**INSTRUCTIONS TO FOLLOW**
Your answer must consist of exactly the lines below, starting with the line with "pub const SAMPLES_PER_RECORD: usize = 8;" and going on through the line with "pub fn decode_block(block: &RawBlock)", and nothing else.

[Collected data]

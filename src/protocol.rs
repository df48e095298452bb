use crate::types::Orientation;

// -- Block geometry --
pub const SAMPLES_PER_RECORD: usize = 8;
pub const RECORDS_PER_BLOCK: usize = 7;
pub const BLOCK_SAMPLES: usize = SAMPLES_PER_RECORD * RECORDS_PER_BLOCK;

/// One fixed-size read unit from the input device: 7 sub-records of
/// 8 native-endian samples each. Reading 7 at a time guarantees at least
/// one complete boundary/X/Y/Z group per block.
pub type RawBlock = [u16; BLOCK_SAMPLES];

// -- Sub-record field offsets --
const TAG_LO: usize = 4;
const TAG_HI: usize = 5;
const VALUE: usize = 7;

// -- Tag pairs identifying a sub-record's role --
const TAG_BOUNDARY: (u16, u16) = (0x0, 0x0);
const TAG_AXIS_X: (u16, u16) = (0x2, 0x0);
const TAG_AXIS_Y: (u16, u16) = (0x2, 0x1);
const TAG_AXIS_Z: (u16, u16) = (0x2, 0x2);

// -- Axis extremes consulted by the classification table --
const AXIS_MIN: u16 = 0x0000;
const AXIS_MAX: u16 = 0xFFFF;

/// Decoder progress within one block scan. Created fresh per block, never
/// carried across polls.
#[derive(Debug, Clone, Copy, PartialEq, Eq)]
enum DecodeState {
    SeekStart,
    WantX,
    WantY,
    WantZ,
}

/// Extract the first complete accelerometer packet from a block and
/// classify it.
///
/// Sub-record layout (8 samples):
/// - `[4..=5]`: tag pair; (0,0) marks a packet boundary, (2,0)/(2,1)/(2,2)
///   carry the X/Y/Z axis readings
/// - `[7]`: axis value
///
/// The scan walks the 7 sub-records once, left to right. A tag mismatch
/// abandons the current packet attempt and resumes boundary seeking at the
/// next sub-record; the mismatching record itself is consumed, so every
/// record is examined at most once. The scan stops at the first fully
/// decoded packet; if none completes, the result is `Indeterminate`.
pub fn decode_block(block: &RawBlock) -> Orientation {
    let mut state = DecodeState::SeekStart;
    let mut x = 0u16;
    let mut y = 0u16;

    for record in block.chunks_exact(SAMPLES_PER_RECORD) {
        let tag = (record[TAG_LO], record[TAG_HI]);
        state = match state {
            DecodeState::SeekStart => {
                if tag == TAG_BOUNDARY {
                    x = 0;
                    y = 0;
                    DecodeState::WantX
                } else {
                    DecodeState::SeekStart
                }
            }
            DecodeState::WantX => {
                if tag == TAG_AXIS_X {
                    x = record[VALUE];
                    DecodeState::WantY
                } else {
                    log::debug!("expected X tag {:?}, got {:?}", TAG_AXIS_X, tag);
                    DecodeState::SeekStart
                }
            }
            DecodeState::WantY => {
                if tag == TAG_AXIS_Y {
                    y = record[VALUE];
                    DecodeState::WantZ
                } else {
                    log::debug!("expected Y tag {:?}, got {:?}", TAG_AXIS_Y, tag);
                    DecodeState::SeekStart
                }
            }
            DecodeState::WantZ => {
                if tag == TAG_AXIS_Z {
                    let z = record[VALUE];
                    log::trace!("packet complete: x={:04x} y={:04x} z={:04x}", x, y, z);
                    return classify(x, y);
                }
                log::debug!("expected Z tag {:?}, got {:?}", TAG_AXIS_Z, tag);
                DecodeState::SeekStart
            }
        };
    }

    log::debug!("no complete packet in block");
    Orientation::Indeterminate
}

/// Map a completed packet's X and Y readings to an orientation.
///
/// Gravity saturates an aligned axis at 0x0000 or 0xFFFF:
/// - Y=0xFFFF with X at either extreme: upright
/// - X=0x0000, Y=0x0000: rotated left
/// - X=0xFFFF, Y=0x0000: rotated right
///
/// Z is not consulted. No reachable pair maps to `Inverted`; any reading
/// off the table is `Indeterminate`.
fn classify(x: u16, y: u16) -> Orientation {
    if y == AXIS_MAX && (x == AXIS_MAX || x == AXIS_MIN) {
        Orientation::Normal
    } else if x == AXIS_MIN && y == AXIS_MIN {
        Orientation::Left
    } else if x == AXIS_MAX && y == AXIS_MIN {
        Orientation::Right
    } else {
        log::debug!("unrecognized orientation: x={:04x} y={:04x}", x, y);
        Orientation::Indeterminate
    }
}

**ANSWER TO THIS PROBLEM**
pub const SAMPLES_PER_RECORD: usize = 8;
pub const RECORDS_PER_BLOCK: usize = 7;
pub const BLOCK_SAMPLES: usize = SAMPLES_PER_RECORD * RECORDS_PER_BLOCK;

/// One fixed-size read unit from the input device: 7 sub-records of
/// 8 native-endian samples each. Reading 7 at a time guarantees at least
/// one complete boundary/X/Y/Z group per block.
pub type RawBlock = [u16; BLOCK_SAMPLES];

// -- Sub-record field offsets --
const TAG_LO: usize = 4;
const TAG_HI: usize = 5;
const VALUE: usize = 7;

// -- Tag pairs identifying a sub-record's role --
const TAG_BOUNDARY: (u16, u16) = (0x0, 0x0);
const TAG_AXIS_X: (u16, u16) = (0x2, 0x0);
const TAG_AXIS_Y: (u16, u16) = (0x2, 0x1);
const TAG_AXIS_Z: (u16, u16) = (0x2, 0x2);

// -- Axis extremes consulted by the classification table --
const AXIS_MIN: u16 = 0x0000;
const AXIS_MAX: u16 = 0xFFFF;

/// Decoder progress within one block scan. Created fresh per block, never
/// carried across polls.
#[derive(Debug, Clone, Copy, PartialEq, Eq)]
enum DecodeState {
    SeekStart,
    WantX,
    WantY,
    WantZ,
}

/// Extract the first complete accelerometer packet from a block and
/// classify it.
///
/// Sub-record layout (8 samples):
/// - `[4..=5]`: tag pair; (0,0) marks a packet boundary, (2,0)/(2,1)/(2,2)
///   carry the X/Y/Z axis readings
/// - `[7]`: axis value
///
/// The scan walks the 7 sub-records once, left to right. A tag mismatch
/// abandons the current packet attempt and resumes boundary seeking at the
/// next sub-record; the mismatching record itself is consumed, so every
/// record is examined at most once. The scan stops at the first fully
/// decoded packet; if none completes, the result is `Indeterminate`.
pub fn decode_block(block: &RawBlock) -> Orientation {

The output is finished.